Stored data
=====

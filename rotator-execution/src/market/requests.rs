use reqwest::Method;
use rotator_integration::protocol::http::rest::RestRequest;
use rust_decimal::Decimal;
use serde::{Deserialize, Serialize};
use serde_with::{DisplayFromStr, serde_as, skip_serializing_none};
use smol_str::SmolStr;
use std::borrow::Cow;
use std::str::FromStr;

/// Symbol-scoped public endpoints answer with a single object, the unscoped
/// variants with a list.
#[derive(Debug, Clone, Deserialize)]
#[serde(untagged)]
pub enum OneOrMany<T> {
    One(T),
    Many(Vec<T>),
}

impl<T> OneOrMany<T> {
    pub fn into_vec(self) -> Vec<T> {
        match self {
            OneOrMany::One(item) => vec![item],
            OneOrMany::Many(items) => items,
        }
    }
}

#[skip_serializing_none]
#[derive(Debug, Clone, Default, Serialize)]
pub struct SymbolParams {
    pub symbol: Option<SmolStr>,
    /// JSON-encoded array of symbols, eg/ `["BTCUSDT","ETHUSDT"]`.
    pub symbols: Option<String>,
}

impl SymbolParams {
    pub fn one(symbol: impl Into<SmolStr>) -> Self {
        Self {
            symbol: Some(symbol.into()),
            symbols: None,
        }
    }

    pub fn many<I, S>(symbols: I) -> Self
    where
        I: IntoIterator<Item = S>,
        S: AsRef<str>,
    {
        let list = symbols
            .into_iter()
            .map(|symbol| format!("\"{}\"", symbol.as_ref()))
            .collect::<Vec<_>>()
            .join(",");
        Self {
            symbol: None,
            symbols: Some(format!("[{list}]")),
        }
    }

    pub fn all() -> Self {
        Self::default()
    }
}

/// `GET /api/v3/ticker/price` (weight 2 single / 4 all).
#[derive(Debug, Clone)]
pub struct GetTickerPrice(pub SymbolParams);

impl RestRequest for GetTickerPrice {
    type Response = OneOrMany<TickerPriceRow>;
    type QueryParams = SymbolParams;
    type Body = ();

    fn path(&self) -> Cow<'static, str> {
        "/api/v3/ticker/price".into()
    }

    fn method() -> Method {
        Method::GET
    }

    fn query_params(&self) -> Option<&Self::QueryParams> {
        Some(&self.0)
    }

    fn weight(&self) -> u32 {
        if self.0.symbol.is_some() { 2 } else { 4 }
    }
}

#[serde_as]
#[derive(Debug, Clone, PartialEq, Eq, Deserialize)]
pub struct TickerPriceRow {
    pub symbol: SmolStr,

    #[serde_as(as = "DisplayFromStr")]
    pub price: Decimal,
}

/// `GET /api/v3/ticker/bookTicker` (weight 2 single / 4 all).
#[derive(Debug, Clone)]
pub struct GetBookTicker(pub SymbolParams);

impl RestRequest for GetBookTicker {
    type Response = OneOrMany<BookTickerRow>;
    type QueryParams = SymbolParams;
    type Body = ();

    fn path(&self) -> Cow<'static, str> {
        "/api/v3/ticker/bookTicker".into()
    }

    fn method() -> Method {
        Method::GET
    }

    fn query_params(&self) -> Option<&Self::QueryParams> {
        Some(&self.0)
    }

    fn weight(&self) -> u32 {
        if self.0.symbol.is_some() { 2 } else { 4 }
    }
}

#[serde_as]
#[derive(Debug, Clone, PartialEq, Eq, Deserialize)]
pub struct BookTickerRow {
    pub symbol: SmolStr,

    #[serde_as(as = "DisplayFromStr")]
    #[serde(rename = "bidPrice")]
    pub bid_price: Decimal,

    #[serde_as(as = "DisplayFromStr")]
    #[serde(rename = "askPrice")]
    pub ask_price: Decimal,
}

impl BookTickerRow {
    /// Mid price when both sides of the book are populated.
    pub fn mid(&self) -> Option<Decimal> {
        (self.bid_price > Decimal::ZERO && self.ask_price > Decimal::ZERO)
            .then(|| (self.bid_price + self.ask_price) / Decimal::TWO)
    }
}

/// `GET /api/v3/avgPrice` (weight 2).
#[derive(Debug, Clone)]
pub struct GetAvgPrice(pub SymbolParams);

impl RestRequest for GetAvgPrice {
    type Response = AvgPriceResponse;
    type QueryParams = SymbolParams;
    type Body = ();

    fn path(&self) -> Cow<'static, str> {
        "/api/v3/avgPrice".into()
    }

    fn method() -> Method {
        Method::GET
    }

    fn query_params(&self) -> Option<&Self::QueryParams> {
        Some(&self.0)
    }

    fn weight(&self) -> u32 {
        2
    }
}

#[serde_as]
#[derive(Debug, Clone, PartialEq, Eq, Deserialize)]
pub struct AvgPriceResponse {
    pub mins: u32,

    #[serde_as(as = "DisplayFromStr")]
    pub price: Decimal,
}

/// `GET /api/v3/ticker/24hr` (weight 2 single / 40 list / 80 all).
#[derive(Debug, Clone)]
pub struct GetTicker24hr(pub SymbolParams);

impl RestRequest for GetTicker24hr {
    type Response = OneOrMany<Ticker24hrStats>;
    type QueryParams = SymbolParams;
    type Body = ();

    fn path(&self) -> Cow<'static, str> {
        "/api/v3/ticker/24hr".into()
    }

    fn method() -> Method {
        Method::GET
    }

    fn query_params(&self) -> Option<&Self::QueryParams> {
        Some(&self.0)
    }

    fn weight(&self) -> u32 {
        if self.0.symbol.is_some() {
            2
        } else if self.0.symbols.is_some() {
            40
        } else {
            80
        }
    }
}

#[serde_as]
#[derive(Debug, Clone, PartialEq, Eq, Deserialize)]
pub struct Ticker24hrStats {
    pub symbol: SmolStr,

    #[serde_as(as = "DisplayFromStr")]
    #[serde(rename = "lastPrice")]
    pub last_price: Decimal,

    #[serde_as(as = "DisplayFromStr")]
    #[serde(rename = "priceChangePercent")]
    pub price_change_percent: Decimal,

    #[serde_as(as = "DisplayFromStr")]
    #[serde(rename = "quoteVolume")]
    pub quote_volume: Decimal,

    #[serde_as(as = "Option<DisplayFromStr>")]
    #[serde(rename = "bidPrice", default)]
    pub bid_price: Option<Decimal>,

    #[serde_as(as = "Option<DisplayFromStr>")]
    #[serde(rename = "askPrice", default)]
    pub ask_price: Option<Decimal>,
}

/// `GET /api/v3/klines` (weight 2).
#[derive(Debug, Clone)]
pub struct GetKlines(pub KlineParams);

impl RestRequest for GetKlines {
    type Response = Vec<Vec<serde_json::Value>>;
    type QueryParams = KlineParams;
    type Body = ();

    fn path(&self) -> Cow<'static, str> {
        "/api/v3/klines".into()
    }

    fn method() -> Method {
        Method::GET
    }

    fn query_params(&self) -> Option<&Self::QueryParams> {
        Some(&self.0)
    }

    fn weight(&self) -> u32 {
        2
    }
}

#[derive(Debug, Clone, Serialize)]
pub struct KlineParams {
    pub symbol: SmolStr,
    pub interval: SmolStr,
    pub limit: u32,
}

/// Parsed candlestick. Venue rows are heterogeneous JSON arrays; rows that do
/// not match the documented layout are dropped.
#[derive(Debug, Clone, PartialEq, Eq)]
pub struct Kline {
    pub open_time: i64,
    pub open: Decimal,
    pub high: Decimal,
    pub low: Decimal,
    pub close: Decimal,
    pub volume: Decimal,
    pub close_time: i64,
}

impl Kline {
    pub fn from_row(row: &[serde_json::Value]) -> Option<Self> {
        fn decimal(value: &serde_json::Value) -> Option<Decimal> {
            Decimal::from_str(value.as_str()?).ok()
        }

        if row.len() < 7 {
            return None;
        }
        Some(Kline {
            open_time: row[0].as_i64()?,
            open: decimal(&row[1])?,
            high: decimal(&row[2])?,
            low: decimal(&row[3])?,
            close: decimal(&row[4])?,
            volume: decimal(&row[5])?,
            close_time: row[6].as_i64()?,
        })
    }
}

#[cfg(test)]
mod tests {
    use super::*;
    use rust_decimal_macros::dec;

    mod de {
        use super::*;

        #[test]
        fn test_book_ticker_one_or_many() {
            let one = r#"{"symbol":"BTCUSDT","bidPrice":"4.0","bidQty":"431.0","askPrice":"4.2","askQty":"9.0"}"#;
            let rows = serde_json::from_str::<OneOrMany<BookTickerRow>>(one)
                .unwrap()
                .into_vec();
            assert_eq!(rows.len(), 1);
            assert_eq!(rows[0].mid(), Some(dec!(4.1)));

            let many = r#"[
                {"symbol":"BTCUSDT","bidPrice":"4.0","askPrice":"4.2"},
                {"symbol":"ETHUSDT","bidPrice":"0","askPrice":"0.1"}
            ]"#;
            let rows = serde_json::from_str::<OneOrMany<BookTickerRow>>(many)
                .unwrap()
                .into_vec();
            assert_eq!(rows.len(), 2);
            assert_eq!(rows[1].mid(), None);
        }

        #[test]
        fn test_ticker_24hr_stats() {
            let raw = r#"{
                "symbol": "BNBUSDT",
                "priceChange": "-94.99999800",
                "priceChangePercent": "-95.960",
                "lastPrice": "4.00000200",
                "bidPrice": "4.00000000",
                "askPrice": "4.00000200",
                "quoteVolume": "15.30000000",
                "openTime": 1499783499040,
                "closeTime": 1499869899040
            }"#;

            let stats = serde_json::from_str::<Ticker24hrStats>(raw).unwrap();
            assert_eq!(stats.quote_volume, dec!(15.3));
            assert_eq!(stats.price_change_percent, dec!(-95.96));
        }

        #[test]
        fn test_kline_row_parsing() {
            let raw = r#"[
                [1499040000000, "0.01634790", "0.80000000", "0.01575800", "0.01577100", "148976.1", 1499644799999, "2434.19", 308, "1756.87", "28.46", "0"]
            ]"#;

            let rows = serde_json::from_str::<Vec<Vec<serde_json::Value>>>(raw).unwrap();
            let kline = Kline::from_row(&rows[0]).unwrap();
            assert_eq!(kline.open_time, 1_499_040_000_000);
            assert_eq!(kline.high, dec!(0.8));
            assert_eq!(kline.close_time, 1_499_644_799_999);

            // malformed row is dropped, not panicked on
            assert!(Kline::from_row(&[serde_json::Value::Null]).is_none());
        }
    }

    mod ser {
        use super::*;

        #[test]
        fn test_symbols_param_is_json_array() {
            let params = SymbolParams::many(["BTCUSDT", "ETHUSDT"]);
            let encoded = serde_urlencoded::to_string(&params).unwrap();
            assert_eq!(
                encoded,
                "symbols=%5B%22BTCUSDT%22%2C%22ETHUSDT%22%5D"
            );
        }
    }
}
/// Defines an abstract `RestRequest` that can be executed by a fully
/// configurable `RestClient`, alongside the signing and parsing machinery the
/// client composes.
pub mod http;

=====

Task statement: Within the entries, count the lines containing the string "list" and state nothing but the result.

Result for this exercise: 4